## WHAT THE TASK ASKS:
In the records below, find the line that contains "error for display" and the line that contains "pub struct TextTable", then retype exactly those two lines and every line between them.

====== PROVIDED DATA

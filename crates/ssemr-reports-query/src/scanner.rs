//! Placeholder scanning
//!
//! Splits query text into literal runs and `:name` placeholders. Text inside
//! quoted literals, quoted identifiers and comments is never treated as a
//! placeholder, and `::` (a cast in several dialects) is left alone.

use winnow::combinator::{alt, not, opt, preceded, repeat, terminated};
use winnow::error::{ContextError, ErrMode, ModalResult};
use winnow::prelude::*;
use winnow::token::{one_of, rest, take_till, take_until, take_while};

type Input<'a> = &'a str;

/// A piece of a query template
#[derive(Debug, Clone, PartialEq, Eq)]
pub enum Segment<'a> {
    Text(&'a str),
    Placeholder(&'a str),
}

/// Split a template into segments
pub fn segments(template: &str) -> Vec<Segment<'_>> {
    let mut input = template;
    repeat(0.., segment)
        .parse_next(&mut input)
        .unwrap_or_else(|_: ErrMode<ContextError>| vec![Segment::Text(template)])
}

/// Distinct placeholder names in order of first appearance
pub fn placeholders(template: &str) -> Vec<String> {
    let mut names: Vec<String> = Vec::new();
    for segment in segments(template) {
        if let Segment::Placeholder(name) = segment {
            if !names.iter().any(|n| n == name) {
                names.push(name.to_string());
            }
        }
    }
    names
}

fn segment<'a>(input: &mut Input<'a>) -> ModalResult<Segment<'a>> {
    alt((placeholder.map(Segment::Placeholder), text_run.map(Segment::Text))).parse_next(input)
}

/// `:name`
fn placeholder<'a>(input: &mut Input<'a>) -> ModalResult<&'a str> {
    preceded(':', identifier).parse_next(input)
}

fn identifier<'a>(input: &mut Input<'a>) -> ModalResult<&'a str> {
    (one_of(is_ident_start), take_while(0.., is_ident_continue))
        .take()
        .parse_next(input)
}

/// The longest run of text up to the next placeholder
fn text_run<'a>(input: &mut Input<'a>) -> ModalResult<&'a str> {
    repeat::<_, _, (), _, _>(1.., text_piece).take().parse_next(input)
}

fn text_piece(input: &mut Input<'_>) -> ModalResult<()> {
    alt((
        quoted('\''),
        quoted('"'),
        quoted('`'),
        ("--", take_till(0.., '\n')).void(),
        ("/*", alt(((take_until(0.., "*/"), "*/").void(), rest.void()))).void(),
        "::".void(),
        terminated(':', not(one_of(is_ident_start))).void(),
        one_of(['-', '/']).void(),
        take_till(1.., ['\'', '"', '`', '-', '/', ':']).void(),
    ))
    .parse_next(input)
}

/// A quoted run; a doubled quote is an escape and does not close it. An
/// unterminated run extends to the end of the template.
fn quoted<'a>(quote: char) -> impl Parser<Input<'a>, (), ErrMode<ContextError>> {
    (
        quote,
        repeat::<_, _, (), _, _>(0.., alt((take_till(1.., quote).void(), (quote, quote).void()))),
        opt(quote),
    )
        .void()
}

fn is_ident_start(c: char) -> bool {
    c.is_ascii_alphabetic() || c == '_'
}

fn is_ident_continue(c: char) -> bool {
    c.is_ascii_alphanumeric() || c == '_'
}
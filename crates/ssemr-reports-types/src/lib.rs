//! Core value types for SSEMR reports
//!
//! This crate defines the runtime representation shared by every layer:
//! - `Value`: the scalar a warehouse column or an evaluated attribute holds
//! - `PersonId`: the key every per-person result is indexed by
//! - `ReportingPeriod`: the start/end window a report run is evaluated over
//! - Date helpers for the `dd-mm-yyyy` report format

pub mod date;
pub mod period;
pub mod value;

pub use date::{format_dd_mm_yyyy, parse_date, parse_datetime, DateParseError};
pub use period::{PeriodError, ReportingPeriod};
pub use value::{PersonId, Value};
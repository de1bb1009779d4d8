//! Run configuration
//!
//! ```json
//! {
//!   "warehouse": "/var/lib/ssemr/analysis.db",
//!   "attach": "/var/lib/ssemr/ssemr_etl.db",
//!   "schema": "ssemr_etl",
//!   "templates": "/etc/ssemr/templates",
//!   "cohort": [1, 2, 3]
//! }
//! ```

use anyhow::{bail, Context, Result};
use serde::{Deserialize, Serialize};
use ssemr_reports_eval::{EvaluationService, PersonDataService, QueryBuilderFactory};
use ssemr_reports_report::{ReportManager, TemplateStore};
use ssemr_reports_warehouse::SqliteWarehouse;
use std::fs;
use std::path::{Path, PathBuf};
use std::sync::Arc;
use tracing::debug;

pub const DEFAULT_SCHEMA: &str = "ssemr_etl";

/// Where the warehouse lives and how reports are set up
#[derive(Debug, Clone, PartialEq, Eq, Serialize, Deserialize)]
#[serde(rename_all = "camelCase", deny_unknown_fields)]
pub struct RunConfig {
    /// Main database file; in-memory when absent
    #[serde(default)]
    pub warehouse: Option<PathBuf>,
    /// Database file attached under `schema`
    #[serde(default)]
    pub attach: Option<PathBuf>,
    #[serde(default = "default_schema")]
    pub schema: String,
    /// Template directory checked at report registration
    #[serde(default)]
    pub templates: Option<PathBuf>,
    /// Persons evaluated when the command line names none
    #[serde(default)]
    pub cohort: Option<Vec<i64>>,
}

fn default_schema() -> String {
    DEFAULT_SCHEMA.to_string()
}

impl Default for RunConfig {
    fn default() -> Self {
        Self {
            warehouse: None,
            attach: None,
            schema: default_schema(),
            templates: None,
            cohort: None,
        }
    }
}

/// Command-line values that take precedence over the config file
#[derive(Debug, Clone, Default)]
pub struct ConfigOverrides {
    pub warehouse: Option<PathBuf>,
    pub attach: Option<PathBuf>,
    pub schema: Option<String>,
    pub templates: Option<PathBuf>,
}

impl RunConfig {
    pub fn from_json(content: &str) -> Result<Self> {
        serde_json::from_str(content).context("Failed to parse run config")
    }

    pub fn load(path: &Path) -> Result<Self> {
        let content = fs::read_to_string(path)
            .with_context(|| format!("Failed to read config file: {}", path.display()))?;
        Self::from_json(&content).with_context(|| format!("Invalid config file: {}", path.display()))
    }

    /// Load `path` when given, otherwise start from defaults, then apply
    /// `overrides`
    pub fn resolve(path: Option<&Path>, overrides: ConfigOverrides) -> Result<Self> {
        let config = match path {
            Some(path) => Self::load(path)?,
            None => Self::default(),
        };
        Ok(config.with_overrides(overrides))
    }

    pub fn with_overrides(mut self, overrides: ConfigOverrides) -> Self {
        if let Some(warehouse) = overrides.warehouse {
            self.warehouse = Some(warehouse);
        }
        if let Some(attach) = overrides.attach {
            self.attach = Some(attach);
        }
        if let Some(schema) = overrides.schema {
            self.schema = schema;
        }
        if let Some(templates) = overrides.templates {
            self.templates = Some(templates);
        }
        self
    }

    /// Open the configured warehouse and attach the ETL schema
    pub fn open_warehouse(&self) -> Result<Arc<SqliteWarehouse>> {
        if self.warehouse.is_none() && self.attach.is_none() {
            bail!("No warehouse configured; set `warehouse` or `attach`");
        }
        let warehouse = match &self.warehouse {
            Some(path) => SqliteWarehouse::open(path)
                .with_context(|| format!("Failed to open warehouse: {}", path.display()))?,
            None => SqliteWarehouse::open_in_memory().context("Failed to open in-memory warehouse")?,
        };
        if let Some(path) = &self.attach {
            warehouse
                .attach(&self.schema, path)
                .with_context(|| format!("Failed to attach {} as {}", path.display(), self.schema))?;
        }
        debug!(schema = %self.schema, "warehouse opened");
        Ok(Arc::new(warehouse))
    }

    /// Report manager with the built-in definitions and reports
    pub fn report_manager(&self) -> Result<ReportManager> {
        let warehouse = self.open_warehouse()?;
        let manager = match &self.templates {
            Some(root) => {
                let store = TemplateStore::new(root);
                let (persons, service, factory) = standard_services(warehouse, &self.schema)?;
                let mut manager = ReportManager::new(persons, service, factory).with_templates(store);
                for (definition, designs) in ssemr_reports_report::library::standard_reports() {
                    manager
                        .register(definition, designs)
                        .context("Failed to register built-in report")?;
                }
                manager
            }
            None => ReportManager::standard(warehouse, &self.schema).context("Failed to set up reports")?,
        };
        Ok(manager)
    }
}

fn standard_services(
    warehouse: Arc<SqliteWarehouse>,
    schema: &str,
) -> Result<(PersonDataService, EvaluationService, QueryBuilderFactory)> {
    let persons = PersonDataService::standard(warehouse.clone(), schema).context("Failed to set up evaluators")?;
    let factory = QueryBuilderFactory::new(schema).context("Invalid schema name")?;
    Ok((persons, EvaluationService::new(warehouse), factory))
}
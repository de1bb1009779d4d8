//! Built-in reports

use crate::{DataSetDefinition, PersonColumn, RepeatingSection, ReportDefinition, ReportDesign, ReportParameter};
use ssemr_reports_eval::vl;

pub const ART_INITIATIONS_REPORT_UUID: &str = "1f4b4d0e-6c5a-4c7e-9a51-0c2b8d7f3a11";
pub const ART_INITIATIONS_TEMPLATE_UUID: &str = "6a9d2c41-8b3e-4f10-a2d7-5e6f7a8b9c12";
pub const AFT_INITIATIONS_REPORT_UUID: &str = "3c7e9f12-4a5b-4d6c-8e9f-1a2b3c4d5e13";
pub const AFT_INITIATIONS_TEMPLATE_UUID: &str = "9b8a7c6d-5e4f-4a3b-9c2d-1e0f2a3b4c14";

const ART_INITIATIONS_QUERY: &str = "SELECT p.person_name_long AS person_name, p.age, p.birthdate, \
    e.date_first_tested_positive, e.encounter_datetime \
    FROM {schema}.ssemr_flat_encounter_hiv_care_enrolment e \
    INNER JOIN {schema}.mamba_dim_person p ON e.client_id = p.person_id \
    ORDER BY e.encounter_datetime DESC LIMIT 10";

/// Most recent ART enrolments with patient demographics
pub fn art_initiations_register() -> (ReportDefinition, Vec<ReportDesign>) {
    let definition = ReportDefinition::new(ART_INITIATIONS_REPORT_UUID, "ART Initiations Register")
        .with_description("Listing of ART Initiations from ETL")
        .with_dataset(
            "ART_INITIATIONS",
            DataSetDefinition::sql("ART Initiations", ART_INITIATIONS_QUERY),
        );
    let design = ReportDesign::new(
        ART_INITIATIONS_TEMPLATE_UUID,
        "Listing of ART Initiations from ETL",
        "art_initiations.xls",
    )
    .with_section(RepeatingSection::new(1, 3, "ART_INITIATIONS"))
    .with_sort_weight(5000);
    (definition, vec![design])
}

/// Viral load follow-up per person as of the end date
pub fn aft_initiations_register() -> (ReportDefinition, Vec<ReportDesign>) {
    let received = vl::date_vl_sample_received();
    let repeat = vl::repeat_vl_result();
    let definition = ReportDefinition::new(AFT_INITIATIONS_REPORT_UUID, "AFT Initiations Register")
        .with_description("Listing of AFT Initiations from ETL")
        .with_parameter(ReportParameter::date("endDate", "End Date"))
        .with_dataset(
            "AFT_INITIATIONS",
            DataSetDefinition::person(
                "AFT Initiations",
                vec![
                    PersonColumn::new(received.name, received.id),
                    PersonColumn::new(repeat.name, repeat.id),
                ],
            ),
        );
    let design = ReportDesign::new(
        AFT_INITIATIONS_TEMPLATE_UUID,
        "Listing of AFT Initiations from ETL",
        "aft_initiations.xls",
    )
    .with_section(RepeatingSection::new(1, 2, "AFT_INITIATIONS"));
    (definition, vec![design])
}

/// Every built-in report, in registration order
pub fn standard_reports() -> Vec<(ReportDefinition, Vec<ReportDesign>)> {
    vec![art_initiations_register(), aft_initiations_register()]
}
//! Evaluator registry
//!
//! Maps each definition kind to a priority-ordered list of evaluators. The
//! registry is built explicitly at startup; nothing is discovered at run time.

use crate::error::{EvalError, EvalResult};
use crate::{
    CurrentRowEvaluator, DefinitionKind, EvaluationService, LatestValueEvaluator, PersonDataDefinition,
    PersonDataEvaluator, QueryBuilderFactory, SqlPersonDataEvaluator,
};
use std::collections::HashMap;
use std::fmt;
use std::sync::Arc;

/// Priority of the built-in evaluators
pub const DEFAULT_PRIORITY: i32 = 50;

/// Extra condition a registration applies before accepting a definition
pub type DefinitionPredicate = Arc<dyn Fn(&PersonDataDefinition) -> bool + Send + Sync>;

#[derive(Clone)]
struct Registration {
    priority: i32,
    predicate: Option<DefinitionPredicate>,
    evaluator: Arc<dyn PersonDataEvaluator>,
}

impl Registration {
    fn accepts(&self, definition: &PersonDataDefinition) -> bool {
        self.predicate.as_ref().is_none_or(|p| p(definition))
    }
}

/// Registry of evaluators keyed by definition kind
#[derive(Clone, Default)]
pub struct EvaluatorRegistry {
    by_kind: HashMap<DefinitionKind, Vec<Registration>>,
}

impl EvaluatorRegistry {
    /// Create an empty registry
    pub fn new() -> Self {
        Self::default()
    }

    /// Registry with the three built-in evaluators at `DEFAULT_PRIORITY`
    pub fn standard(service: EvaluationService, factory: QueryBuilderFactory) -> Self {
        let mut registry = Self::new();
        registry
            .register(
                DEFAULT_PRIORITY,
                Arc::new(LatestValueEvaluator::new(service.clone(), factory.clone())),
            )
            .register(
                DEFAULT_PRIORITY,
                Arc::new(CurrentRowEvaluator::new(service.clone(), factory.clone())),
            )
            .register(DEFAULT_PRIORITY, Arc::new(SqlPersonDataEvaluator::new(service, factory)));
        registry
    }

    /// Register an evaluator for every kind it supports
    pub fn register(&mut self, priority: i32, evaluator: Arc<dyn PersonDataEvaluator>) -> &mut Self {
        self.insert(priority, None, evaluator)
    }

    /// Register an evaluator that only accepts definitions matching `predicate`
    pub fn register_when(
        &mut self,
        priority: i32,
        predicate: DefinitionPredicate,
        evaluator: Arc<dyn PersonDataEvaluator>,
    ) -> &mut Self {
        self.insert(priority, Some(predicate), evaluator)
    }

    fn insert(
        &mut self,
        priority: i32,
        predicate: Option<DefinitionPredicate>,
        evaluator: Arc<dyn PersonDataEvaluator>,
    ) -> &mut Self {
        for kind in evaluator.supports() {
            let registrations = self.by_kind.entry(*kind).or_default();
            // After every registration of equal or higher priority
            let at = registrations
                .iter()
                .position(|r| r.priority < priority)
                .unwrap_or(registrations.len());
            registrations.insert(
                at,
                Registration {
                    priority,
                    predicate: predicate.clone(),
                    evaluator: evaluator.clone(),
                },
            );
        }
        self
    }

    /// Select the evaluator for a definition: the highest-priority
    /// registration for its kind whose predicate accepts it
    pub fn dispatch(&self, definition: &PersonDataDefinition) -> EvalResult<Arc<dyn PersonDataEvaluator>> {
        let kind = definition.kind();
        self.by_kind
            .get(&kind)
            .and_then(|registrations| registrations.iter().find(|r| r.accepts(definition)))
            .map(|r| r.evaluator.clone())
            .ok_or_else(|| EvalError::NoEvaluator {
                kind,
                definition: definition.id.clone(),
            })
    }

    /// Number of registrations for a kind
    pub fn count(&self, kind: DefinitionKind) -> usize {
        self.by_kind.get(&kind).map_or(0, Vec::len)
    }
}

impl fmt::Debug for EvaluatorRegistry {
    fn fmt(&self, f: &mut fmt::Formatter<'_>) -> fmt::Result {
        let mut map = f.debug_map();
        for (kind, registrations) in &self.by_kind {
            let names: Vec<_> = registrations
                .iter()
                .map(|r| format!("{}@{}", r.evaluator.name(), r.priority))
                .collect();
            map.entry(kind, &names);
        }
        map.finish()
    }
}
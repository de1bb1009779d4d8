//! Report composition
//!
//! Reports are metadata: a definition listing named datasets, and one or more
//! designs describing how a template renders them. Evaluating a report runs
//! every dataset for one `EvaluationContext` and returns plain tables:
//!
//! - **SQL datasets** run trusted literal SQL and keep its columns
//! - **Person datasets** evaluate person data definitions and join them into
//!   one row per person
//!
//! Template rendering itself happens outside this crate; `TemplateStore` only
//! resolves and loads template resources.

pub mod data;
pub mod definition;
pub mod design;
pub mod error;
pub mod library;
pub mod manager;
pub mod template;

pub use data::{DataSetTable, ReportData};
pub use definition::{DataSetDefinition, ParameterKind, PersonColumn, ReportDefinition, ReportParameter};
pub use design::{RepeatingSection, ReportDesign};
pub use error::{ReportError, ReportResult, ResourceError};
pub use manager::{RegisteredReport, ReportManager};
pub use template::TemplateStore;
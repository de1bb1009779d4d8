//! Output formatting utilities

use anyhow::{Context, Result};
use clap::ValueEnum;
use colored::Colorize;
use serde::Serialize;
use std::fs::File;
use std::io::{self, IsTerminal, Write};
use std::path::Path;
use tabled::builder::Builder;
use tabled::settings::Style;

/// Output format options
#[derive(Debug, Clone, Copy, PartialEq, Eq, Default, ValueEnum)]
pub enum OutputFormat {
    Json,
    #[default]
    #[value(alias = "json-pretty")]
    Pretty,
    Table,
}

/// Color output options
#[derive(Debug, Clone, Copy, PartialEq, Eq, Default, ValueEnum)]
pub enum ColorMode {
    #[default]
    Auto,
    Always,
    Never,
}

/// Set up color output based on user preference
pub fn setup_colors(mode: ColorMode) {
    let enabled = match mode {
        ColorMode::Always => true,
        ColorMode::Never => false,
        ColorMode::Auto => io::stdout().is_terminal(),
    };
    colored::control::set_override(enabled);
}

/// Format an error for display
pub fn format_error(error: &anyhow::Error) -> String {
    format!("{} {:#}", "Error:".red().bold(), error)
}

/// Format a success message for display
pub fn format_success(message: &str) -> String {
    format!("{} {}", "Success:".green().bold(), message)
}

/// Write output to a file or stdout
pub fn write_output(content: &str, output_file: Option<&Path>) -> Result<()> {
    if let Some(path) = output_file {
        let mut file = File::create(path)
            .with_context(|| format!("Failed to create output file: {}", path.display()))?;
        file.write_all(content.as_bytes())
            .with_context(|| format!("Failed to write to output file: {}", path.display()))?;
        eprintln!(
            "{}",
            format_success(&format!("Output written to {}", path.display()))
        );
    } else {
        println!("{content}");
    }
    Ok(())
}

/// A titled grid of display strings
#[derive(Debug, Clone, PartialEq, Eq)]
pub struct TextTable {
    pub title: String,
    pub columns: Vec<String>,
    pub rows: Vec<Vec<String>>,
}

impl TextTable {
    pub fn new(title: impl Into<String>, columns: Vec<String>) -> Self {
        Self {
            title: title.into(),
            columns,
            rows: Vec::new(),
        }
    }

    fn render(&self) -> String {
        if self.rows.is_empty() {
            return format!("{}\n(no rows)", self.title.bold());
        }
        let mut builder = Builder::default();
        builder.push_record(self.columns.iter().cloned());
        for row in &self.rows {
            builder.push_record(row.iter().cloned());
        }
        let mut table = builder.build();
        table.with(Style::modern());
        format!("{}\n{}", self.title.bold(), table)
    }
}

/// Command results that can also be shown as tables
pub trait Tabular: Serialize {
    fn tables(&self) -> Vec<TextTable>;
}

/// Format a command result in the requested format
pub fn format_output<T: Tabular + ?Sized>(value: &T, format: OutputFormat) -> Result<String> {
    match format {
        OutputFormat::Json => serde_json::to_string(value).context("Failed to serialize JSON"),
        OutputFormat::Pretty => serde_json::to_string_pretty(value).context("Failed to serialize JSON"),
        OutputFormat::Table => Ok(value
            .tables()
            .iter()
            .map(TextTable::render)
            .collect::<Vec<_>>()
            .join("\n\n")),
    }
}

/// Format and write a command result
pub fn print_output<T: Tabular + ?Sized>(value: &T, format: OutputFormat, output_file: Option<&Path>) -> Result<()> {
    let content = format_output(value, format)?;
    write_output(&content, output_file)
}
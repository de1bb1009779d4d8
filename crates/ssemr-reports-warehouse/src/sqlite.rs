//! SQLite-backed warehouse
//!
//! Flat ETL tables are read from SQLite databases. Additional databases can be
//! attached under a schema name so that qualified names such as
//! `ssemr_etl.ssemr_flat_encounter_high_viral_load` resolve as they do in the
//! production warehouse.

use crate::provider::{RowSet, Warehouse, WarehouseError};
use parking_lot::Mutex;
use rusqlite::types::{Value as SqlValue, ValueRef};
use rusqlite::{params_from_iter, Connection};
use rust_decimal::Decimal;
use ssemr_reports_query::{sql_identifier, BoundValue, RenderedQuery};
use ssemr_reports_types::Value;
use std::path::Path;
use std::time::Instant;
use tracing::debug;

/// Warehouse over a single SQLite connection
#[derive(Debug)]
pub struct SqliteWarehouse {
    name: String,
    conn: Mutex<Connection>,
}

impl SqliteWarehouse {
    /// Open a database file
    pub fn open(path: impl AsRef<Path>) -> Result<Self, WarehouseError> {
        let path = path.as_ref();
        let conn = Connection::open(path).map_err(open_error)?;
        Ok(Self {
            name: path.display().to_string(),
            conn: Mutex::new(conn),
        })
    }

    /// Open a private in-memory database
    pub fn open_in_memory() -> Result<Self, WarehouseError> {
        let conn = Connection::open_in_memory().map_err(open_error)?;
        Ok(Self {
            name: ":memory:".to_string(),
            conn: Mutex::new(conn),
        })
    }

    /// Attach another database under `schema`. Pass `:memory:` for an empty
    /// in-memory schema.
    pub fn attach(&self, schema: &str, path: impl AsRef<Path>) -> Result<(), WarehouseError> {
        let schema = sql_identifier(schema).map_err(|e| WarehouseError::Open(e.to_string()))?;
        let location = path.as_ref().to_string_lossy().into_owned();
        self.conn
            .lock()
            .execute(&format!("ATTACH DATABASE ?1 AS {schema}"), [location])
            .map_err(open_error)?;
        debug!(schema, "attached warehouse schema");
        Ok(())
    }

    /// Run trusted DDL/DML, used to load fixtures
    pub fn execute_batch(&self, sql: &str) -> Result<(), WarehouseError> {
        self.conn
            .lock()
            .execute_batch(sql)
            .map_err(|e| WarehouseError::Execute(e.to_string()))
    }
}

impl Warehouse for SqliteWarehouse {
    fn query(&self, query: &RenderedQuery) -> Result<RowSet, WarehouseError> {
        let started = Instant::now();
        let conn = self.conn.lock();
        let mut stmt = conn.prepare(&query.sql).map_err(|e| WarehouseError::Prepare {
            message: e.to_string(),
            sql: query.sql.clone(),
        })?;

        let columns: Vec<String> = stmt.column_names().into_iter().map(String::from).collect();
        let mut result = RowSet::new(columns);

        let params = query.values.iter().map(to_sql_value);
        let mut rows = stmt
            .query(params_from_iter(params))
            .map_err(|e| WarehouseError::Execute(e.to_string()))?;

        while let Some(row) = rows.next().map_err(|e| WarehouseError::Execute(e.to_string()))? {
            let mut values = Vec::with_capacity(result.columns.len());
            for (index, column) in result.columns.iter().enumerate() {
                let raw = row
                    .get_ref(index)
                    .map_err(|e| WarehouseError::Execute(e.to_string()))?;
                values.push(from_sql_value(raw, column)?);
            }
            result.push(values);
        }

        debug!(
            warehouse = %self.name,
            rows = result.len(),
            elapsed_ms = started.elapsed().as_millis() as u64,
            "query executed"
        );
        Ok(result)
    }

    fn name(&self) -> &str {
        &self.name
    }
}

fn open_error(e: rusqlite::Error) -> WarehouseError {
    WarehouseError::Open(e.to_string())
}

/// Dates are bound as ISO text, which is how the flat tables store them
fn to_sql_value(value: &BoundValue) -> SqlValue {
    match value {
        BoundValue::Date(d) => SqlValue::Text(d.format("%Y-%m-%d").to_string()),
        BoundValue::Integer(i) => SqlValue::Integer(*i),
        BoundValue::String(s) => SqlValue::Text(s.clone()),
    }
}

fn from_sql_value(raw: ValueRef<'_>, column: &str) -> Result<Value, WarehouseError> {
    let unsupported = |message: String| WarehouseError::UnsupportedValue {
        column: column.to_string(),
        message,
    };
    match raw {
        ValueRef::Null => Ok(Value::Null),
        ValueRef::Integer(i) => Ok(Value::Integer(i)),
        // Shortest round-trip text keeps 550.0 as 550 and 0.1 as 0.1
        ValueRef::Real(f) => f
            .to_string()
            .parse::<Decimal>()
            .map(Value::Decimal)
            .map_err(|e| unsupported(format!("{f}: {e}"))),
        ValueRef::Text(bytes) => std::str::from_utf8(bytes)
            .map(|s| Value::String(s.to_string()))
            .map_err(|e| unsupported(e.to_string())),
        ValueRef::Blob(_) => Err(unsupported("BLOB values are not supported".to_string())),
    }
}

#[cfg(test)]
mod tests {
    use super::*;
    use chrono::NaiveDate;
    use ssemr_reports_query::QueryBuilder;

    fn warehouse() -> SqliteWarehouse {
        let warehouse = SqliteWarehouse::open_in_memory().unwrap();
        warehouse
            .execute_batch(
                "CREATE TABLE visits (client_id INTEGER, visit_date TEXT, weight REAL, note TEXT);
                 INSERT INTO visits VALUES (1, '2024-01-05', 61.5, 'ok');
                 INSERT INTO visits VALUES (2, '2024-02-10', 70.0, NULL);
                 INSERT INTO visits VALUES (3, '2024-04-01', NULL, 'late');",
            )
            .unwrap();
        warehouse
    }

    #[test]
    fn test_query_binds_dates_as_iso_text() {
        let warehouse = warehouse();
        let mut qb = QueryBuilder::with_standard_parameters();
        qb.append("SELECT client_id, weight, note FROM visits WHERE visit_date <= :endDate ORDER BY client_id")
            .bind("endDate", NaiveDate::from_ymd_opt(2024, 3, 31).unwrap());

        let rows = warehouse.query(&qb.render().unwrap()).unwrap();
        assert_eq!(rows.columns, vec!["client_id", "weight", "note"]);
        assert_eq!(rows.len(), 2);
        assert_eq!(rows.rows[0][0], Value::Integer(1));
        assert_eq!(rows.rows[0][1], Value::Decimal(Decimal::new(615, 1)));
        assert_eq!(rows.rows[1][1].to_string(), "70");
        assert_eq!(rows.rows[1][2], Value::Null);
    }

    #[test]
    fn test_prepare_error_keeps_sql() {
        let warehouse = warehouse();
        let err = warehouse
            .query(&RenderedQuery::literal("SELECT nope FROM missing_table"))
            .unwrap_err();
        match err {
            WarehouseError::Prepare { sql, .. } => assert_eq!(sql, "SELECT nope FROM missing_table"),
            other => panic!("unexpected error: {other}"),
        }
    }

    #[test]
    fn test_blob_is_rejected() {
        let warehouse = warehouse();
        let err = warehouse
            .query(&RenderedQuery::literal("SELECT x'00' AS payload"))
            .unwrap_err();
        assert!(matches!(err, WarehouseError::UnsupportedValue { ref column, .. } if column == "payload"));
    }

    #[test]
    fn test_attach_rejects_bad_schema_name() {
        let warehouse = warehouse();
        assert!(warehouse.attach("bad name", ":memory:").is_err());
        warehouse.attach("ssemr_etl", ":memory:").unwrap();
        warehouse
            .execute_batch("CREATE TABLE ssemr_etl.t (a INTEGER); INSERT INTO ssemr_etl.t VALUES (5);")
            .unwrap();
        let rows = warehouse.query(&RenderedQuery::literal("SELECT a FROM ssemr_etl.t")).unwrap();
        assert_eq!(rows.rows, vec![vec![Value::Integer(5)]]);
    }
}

============

## YOUR RESPONSE:
/// Format an error for display
pub fn format_error(error: &anyhow::Error) -> String {
    format!("{} {:#}", "Error:".red().bold(), error)
}

/// Format a success message for display
pub fn format_success(message: &str) -> String {
    format!("{} {}", "Success:".green().bold(), message)
}

/// Write output to a file or stdout
pub fn write_output(content: &str, output_file: Option<&Path>) -> Result<()> {
    if let Some(path) = output_file {
        let mut file = File::create(path)
            .with_context(|| format!("Failed to create output file: {}", path.display()))?;
        file.write_all(content.as_bytes())
            .with_context(|| format!("Failed to write to output file: {}", path.display()))?;
        eprintln!(
            "{}",
            format_success(&format!("Output written to {}", path.display()))
        );
    } else {
        println!("{content}");
    }
    Ok(())
}

/// A titled grid of display strings
#[derive(Debug, Clone, PartialEq, Eq)]
pub struct TextTable {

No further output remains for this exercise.